Stored data
Content starts

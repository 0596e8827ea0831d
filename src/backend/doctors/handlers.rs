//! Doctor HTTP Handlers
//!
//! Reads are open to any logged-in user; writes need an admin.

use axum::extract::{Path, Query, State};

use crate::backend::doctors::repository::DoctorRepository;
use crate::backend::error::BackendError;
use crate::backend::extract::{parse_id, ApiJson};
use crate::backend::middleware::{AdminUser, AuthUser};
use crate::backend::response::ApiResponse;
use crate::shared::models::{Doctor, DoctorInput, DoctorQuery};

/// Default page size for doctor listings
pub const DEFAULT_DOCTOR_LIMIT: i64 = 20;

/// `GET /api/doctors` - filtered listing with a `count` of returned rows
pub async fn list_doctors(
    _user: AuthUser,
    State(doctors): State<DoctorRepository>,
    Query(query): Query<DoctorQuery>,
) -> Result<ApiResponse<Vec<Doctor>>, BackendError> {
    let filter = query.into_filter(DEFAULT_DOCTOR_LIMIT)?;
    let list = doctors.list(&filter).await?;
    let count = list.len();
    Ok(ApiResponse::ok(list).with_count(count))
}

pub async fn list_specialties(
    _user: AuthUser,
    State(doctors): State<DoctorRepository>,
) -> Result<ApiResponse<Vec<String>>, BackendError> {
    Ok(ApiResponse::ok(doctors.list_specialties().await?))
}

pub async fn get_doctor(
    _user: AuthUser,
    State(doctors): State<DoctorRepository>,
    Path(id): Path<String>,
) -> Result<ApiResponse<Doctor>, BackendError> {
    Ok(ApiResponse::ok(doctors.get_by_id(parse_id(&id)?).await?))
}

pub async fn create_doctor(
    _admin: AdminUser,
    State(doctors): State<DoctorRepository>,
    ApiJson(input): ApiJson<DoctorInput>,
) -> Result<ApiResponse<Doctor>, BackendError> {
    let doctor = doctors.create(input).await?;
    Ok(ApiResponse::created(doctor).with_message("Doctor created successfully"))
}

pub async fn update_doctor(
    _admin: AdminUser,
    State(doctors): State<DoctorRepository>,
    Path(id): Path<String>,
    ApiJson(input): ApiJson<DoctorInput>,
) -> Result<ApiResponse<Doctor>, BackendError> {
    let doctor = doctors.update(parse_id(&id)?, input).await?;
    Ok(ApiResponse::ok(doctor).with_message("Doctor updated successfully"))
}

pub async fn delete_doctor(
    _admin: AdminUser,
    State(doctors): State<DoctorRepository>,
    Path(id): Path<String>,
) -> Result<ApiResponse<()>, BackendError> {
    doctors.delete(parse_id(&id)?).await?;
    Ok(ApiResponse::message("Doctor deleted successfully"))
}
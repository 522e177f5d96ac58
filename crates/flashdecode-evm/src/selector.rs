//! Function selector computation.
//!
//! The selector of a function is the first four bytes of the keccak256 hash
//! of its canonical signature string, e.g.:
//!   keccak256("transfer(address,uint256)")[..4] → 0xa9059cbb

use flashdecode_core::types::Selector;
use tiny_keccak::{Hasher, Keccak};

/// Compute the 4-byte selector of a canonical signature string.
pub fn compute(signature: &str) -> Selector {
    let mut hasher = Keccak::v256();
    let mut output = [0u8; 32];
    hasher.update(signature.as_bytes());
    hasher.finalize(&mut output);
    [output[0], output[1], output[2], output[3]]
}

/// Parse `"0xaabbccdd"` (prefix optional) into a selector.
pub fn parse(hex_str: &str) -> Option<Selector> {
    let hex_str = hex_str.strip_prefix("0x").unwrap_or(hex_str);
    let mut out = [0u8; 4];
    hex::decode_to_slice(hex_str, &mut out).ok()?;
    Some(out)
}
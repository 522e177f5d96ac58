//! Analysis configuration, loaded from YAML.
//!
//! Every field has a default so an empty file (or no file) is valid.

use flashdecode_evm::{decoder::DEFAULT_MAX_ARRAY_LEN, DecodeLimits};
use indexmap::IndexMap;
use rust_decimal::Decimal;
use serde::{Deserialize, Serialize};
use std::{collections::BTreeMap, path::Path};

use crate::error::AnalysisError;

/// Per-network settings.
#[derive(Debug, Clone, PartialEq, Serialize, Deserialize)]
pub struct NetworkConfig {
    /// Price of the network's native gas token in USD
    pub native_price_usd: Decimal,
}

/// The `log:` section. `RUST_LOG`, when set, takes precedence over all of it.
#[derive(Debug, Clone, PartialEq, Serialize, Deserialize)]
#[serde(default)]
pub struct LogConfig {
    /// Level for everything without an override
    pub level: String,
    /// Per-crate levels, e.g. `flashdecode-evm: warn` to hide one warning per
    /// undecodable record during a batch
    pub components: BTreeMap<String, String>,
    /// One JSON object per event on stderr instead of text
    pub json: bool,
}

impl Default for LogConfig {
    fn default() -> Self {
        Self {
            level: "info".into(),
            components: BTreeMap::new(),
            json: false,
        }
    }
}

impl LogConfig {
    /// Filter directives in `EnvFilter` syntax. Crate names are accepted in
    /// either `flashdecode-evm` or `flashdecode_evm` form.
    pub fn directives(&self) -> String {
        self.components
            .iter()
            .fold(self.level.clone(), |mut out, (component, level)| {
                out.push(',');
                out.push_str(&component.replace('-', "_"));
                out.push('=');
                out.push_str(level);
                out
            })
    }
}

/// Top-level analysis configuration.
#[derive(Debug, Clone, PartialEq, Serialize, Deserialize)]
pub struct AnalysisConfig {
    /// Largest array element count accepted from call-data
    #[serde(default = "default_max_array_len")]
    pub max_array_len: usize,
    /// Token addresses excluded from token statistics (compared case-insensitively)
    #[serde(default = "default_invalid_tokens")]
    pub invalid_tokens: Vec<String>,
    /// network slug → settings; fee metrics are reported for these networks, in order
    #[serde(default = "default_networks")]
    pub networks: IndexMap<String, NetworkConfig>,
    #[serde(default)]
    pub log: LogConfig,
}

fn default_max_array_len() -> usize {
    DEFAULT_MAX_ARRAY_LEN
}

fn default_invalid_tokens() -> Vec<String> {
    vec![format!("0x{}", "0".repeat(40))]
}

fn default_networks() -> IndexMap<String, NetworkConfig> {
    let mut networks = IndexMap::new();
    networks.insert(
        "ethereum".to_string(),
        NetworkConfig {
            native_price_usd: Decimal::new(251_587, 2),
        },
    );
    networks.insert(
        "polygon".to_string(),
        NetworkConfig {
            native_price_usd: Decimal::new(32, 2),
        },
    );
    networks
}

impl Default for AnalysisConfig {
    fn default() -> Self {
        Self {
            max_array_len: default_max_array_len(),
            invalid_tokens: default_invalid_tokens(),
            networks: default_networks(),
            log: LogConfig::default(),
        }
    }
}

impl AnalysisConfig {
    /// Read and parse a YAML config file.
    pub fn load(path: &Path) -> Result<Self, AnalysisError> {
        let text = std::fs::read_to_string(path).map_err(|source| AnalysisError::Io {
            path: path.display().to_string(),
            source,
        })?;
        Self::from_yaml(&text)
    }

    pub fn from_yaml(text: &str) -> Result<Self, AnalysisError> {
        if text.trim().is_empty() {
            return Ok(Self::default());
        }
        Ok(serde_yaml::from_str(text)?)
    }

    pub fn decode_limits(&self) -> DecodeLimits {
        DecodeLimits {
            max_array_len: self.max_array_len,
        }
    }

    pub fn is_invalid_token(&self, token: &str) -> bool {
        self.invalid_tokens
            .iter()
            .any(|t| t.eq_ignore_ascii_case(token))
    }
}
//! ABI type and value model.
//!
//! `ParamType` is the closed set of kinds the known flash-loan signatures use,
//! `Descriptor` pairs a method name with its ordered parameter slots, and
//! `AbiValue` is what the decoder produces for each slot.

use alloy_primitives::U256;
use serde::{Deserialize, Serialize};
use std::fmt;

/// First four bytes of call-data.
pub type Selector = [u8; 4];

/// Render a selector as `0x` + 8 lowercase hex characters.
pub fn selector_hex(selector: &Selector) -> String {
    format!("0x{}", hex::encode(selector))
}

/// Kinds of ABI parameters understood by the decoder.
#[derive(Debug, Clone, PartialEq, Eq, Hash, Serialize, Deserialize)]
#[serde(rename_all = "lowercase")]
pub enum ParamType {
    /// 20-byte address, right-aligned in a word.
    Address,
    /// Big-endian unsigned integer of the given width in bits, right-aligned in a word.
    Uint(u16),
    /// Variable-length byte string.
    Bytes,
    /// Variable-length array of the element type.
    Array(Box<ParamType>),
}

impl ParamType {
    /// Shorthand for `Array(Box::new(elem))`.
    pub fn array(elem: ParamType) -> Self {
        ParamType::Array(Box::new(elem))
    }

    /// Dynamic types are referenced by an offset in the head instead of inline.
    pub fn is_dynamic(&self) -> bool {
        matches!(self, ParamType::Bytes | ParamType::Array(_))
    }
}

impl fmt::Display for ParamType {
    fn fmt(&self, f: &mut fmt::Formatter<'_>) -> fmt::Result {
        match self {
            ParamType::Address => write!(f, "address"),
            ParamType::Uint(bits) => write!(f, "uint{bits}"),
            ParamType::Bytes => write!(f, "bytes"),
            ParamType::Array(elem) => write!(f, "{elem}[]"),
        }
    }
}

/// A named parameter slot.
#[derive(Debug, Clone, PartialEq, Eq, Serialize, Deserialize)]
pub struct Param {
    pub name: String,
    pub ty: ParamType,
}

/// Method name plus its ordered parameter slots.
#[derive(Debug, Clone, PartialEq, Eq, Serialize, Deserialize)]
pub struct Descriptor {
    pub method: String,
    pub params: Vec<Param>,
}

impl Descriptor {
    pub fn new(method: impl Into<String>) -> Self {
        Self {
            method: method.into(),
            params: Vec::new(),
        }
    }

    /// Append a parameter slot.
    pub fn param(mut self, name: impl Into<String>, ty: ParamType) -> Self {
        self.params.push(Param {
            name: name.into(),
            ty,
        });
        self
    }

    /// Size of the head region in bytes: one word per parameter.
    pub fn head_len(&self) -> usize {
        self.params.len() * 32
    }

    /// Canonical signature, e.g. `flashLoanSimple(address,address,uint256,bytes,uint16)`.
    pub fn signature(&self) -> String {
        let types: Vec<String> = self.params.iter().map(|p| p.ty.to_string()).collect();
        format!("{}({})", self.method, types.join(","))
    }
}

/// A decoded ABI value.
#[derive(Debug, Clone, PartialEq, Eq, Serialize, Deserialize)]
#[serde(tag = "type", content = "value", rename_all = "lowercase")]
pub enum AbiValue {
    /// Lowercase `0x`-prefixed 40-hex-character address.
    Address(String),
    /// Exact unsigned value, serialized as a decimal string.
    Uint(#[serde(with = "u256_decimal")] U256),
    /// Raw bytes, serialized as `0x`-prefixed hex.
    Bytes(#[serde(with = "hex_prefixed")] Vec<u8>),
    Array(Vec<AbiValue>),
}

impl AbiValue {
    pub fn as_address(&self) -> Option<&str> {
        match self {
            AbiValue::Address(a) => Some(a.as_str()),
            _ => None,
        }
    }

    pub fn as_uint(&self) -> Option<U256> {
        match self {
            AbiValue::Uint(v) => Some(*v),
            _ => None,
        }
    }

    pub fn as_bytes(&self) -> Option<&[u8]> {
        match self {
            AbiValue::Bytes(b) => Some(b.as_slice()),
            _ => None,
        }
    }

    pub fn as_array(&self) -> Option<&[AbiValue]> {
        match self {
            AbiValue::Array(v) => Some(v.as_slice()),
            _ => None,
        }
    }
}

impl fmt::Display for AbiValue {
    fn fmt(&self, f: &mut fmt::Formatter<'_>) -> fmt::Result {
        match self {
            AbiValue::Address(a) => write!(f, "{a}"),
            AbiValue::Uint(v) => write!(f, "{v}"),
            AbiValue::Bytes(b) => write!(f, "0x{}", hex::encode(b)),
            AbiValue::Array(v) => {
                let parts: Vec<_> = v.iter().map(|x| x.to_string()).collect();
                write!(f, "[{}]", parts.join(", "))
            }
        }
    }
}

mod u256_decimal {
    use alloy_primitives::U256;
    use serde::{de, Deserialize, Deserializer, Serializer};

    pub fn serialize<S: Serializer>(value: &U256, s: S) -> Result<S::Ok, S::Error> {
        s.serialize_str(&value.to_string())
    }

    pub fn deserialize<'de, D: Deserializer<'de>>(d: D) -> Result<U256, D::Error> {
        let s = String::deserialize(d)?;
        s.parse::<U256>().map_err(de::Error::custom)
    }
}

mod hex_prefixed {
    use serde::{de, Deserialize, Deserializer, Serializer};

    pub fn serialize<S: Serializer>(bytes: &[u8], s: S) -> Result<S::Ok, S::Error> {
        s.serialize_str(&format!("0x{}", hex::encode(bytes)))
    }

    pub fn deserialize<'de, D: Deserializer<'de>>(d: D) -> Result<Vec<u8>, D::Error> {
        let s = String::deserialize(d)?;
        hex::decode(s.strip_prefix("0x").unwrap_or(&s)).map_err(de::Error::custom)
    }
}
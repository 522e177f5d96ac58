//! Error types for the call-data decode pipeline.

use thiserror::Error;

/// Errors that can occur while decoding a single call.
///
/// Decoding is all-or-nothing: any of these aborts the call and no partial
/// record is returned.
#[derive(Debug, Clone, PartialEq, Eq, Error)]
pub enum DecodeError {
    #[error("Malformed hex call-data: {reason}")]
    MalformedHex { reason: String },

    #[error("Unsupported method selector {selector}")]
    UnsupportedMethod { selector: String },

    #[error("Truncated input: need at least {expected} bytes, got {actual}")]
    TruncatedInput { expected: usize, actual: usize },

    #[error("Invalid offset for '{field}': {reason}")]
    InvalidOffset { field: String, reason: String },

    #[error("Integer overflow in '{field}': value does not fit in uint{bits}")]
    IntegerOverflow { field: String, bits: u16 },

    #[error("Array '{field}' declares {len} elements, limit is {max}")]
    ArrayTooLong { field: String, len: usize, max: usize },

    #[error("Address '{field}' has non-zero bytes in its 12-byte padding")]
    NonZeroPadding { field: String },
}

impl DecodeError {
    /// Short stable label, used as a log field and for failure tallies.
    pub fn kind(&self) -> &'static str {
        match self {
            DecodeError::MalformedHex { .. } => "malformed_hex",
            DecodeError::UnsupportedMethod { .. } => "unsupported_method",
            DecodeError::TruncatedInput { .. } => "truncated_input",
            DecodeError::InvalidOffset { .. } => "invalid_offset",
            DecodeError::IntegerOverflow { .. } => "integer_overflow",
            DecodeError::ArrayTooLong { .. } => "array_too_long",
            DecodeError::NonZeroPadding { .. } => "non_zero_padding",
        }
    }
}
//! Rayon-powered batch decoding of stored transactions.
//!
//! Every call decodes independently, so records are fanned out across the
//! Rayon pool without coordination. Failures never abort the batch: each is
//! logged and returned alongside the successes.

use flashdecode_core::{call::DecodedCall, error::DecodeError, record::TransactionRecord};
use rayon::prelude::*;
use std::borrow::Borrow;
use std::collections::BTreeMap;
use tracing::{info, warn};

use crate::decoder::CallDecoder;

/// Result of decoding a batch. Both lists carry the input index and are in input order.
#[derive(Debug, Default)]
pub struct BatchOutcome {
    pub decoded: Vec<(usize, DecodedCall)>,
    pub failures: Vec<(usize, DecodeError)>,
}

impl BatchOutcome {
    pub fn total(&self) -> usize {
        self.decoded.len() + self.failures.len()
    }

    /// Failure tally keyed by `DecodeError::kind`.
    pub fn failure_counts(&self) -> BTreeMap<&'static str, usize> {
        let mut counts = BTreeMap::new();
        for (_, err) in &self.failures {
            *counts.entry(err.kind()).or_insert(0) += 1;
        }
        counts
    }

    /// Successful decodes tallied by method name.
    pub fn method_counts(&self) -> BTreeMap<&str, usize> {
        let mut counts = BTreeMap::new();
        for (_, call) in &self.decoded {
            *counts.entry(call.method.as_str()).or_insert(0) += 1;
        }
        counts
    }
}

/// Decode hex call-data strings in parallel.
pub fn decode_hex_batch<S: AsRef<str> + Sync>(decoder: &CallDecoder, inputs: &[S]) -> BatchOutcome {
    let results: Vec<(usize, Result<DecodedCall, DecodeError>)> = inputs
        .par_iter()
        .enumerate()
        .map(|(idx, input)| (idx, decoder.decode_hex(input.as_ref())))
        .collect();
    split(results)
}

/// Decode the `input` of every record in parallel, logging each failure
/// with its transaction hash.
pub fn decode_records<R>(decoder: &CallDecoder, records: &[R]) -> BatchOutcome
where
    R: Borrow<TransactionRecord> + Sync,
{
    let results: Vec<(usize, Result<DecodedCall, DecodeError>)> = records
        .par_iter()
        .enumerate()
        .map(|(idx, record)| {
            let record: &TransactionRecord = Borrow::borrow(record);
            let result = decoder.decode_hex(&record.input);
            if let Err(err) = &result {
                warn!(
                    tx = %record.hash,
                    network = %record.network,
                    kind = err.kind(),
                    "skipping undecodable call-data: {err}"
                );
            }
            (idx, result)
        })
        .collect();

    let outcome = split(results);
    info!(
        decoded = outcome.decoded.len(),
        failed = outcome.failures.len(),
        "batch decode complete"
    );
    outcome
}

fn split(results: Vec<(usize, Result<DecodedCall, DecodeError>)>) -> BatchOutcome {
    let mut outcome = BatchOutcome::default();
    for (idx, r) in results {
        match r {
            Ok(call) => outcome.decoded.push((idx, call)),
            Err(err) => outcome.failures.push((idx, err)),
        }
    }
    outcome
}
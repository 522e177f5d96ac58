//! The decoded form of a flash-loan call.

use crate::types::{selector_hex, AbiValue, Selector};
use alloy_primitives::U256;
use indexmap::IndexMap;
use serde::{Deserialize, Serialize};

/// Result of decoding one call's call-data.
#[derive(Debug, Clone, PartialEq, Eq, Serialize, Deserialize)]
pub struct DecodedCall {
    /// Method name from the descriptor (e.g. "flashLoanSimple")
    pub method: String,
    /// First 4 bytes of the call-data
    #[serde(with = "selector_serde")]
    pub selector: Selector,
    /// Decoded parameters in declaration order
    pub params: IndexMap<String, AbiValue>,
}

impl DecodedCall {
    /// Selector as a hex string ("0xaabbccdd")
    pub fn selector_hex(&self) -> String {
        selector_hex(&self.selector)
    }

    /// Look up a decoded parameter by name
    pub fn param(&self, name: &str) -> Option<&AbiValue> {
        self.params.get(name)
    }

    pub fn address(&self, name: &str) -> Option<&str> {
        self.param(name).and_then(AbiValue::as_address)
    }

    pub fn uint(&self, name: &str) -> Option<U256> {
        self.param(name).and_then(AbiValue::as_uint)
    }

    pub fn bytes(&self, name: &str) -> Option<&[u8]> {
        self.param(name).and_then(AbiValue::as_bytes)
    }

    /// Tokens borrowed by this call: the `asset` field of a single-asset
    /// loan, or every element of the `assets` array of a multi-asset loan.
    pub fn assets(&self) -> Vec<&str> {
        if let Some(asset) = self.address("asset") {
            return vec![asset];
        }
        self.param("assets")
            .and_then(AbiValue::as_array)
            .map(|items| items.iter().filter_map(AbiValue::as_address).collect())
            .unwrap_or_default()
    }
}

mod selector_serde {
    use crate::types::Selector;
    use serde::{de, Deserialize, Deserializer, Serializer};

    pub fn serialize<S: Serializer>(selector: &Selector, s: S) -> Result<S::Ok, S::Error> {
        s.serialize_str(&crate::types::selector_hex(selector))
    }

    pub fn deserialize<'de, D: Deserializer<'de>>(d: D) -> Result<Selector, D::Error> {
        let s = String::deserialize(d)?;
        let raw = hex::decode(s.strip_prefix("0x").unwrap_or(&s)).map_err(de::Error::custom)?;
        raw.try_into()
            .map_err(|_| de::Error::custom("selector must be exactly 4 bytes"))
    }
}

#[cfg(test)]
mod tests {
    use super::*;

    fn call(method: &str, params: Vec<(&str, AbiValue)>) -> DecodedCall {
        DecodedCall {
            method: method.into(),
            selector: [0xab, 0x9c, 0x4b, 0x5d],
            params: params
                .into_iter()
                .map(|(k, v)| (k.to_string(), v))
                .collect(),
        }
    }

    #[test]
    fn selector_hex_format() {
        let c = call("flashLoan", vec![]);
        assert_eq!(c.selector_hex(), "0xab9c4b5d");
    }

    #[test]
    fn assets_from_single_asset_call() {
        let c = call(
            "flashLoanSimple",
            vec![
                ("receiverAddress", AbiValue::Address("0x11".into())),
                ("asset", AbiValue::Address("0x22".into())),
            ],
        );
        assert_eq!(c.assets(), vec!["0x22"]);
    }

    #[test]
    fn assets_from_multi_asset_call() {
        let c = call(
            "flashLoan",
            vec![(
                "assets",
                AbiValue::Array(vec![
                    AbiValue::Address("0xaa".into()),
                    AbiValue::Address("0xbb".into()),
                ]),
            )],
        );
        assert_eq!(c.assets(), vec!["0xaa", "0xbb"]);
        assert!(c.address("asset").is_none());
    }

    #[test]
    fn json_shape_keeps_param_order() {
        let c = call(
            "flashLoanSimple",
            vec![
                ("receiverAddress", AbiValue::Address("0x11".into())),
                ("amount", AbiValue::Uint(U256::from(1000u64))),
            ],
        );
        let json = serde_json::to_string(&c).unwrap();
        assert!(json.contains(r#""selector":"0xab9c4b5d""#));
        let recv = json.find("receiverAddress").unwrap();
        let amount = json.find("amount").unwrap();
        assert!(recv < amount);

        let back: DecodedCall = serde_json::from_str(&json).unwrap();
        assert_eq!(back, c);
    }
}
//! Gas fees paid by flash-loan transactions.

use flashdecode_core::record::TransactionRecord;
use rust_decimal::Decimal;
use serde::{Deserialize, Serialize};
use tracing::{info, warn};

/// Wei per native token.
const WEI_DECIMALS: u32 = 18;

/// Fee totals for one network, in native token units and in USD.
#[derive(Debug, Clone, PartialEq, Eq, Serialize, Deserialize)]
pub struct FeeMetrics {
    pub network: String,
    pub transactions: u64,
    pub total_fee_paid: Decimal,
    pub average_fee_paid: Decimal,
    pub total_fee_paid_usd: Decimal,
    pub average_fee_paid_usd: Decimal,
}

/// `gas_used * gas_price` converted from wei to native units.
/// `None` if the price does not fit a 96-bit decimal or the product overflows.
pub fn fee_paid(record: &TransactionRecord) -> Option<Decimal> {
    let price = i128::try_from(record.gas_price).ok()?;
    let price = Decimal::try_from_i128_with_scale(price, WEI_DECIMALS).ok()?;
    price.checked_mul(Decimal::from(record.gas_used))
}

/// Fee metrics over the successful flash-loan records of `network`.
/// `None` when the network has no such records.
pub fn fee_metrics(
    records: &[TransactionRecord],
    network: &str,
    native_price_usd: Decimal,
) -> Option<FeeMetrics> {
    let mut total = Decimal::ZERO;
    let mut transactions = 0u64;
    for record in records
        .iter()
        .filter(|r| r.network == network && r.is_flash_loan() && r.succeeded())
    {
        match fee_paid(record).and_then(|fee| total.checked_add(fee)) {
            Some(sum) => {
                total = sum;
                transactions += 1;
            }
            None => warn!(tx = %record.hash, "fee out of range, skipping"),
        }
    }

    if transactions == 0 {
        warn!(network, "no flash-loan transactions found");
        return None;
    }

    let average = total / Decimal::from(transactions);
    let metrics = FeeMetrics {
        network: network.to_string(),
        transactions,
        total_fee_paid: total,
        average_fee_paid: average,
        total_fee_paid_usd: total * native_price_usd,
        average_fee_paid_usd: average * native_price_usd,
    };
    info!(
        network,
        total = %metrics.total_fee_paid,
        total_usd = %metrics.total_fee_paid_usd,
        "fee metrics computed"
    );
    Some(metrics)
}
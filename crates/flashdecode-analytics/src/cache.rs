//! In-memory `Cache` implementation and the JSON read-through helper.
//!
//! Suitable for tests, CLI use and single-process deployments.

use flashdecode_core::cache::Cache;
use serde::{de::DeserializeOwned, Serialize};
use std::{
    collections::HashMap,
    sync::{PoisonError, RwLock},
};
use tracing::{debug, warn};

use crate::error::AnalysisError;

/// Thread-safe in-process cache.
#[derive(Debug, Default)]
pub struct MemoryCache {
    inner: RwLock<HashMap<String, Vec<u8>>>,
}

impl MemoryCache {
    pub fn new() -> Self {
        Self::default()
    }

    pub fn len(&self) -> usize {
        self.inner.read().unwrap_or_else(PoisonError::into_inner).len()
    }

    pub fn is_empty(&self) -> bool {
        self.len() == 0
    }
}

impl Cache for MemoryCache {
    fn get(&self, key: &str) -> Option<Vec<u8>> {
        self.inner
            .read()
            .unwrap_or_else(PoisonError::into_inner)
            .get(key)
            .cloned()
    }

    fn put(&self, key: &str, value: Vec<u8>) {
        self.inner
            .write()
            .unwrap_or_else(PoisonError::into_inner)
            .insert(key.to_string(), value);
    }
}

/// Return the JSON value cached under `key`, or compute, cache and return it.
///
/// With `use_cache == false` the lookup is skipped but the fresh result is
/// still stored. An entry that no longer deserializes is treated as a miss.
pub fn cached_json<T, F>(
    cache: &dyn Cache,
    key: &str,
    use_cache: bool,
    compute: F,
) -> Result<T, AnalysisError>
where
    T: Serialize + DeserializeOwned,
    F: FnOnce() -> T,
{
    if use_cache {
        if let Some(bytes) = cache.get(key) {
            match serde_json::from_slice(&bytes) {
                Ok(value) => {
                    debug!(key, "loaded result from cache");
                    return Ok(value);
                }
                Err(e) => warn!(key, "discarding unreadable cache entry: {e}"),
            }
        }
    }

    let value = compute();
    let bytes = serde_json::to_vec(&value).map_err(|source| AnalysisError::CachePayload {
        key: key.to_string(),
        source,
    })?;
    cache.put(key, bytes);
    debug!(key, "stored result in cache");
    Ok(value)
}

Content ends

WORK REQUEST: Report every line in the data that holds "entry", copying each one.

TASK OUTPUT:
            *counts.entry(err.kind()).or_insert(0) += 1;
            *counts.entry(call.method.as_str()).or_insert(0) += 1;
/// still stored. An entry that no longer deserializes is treated as a miss.
                Err(e) => warn!(key, "discarding unreadable cache entry: {e}"),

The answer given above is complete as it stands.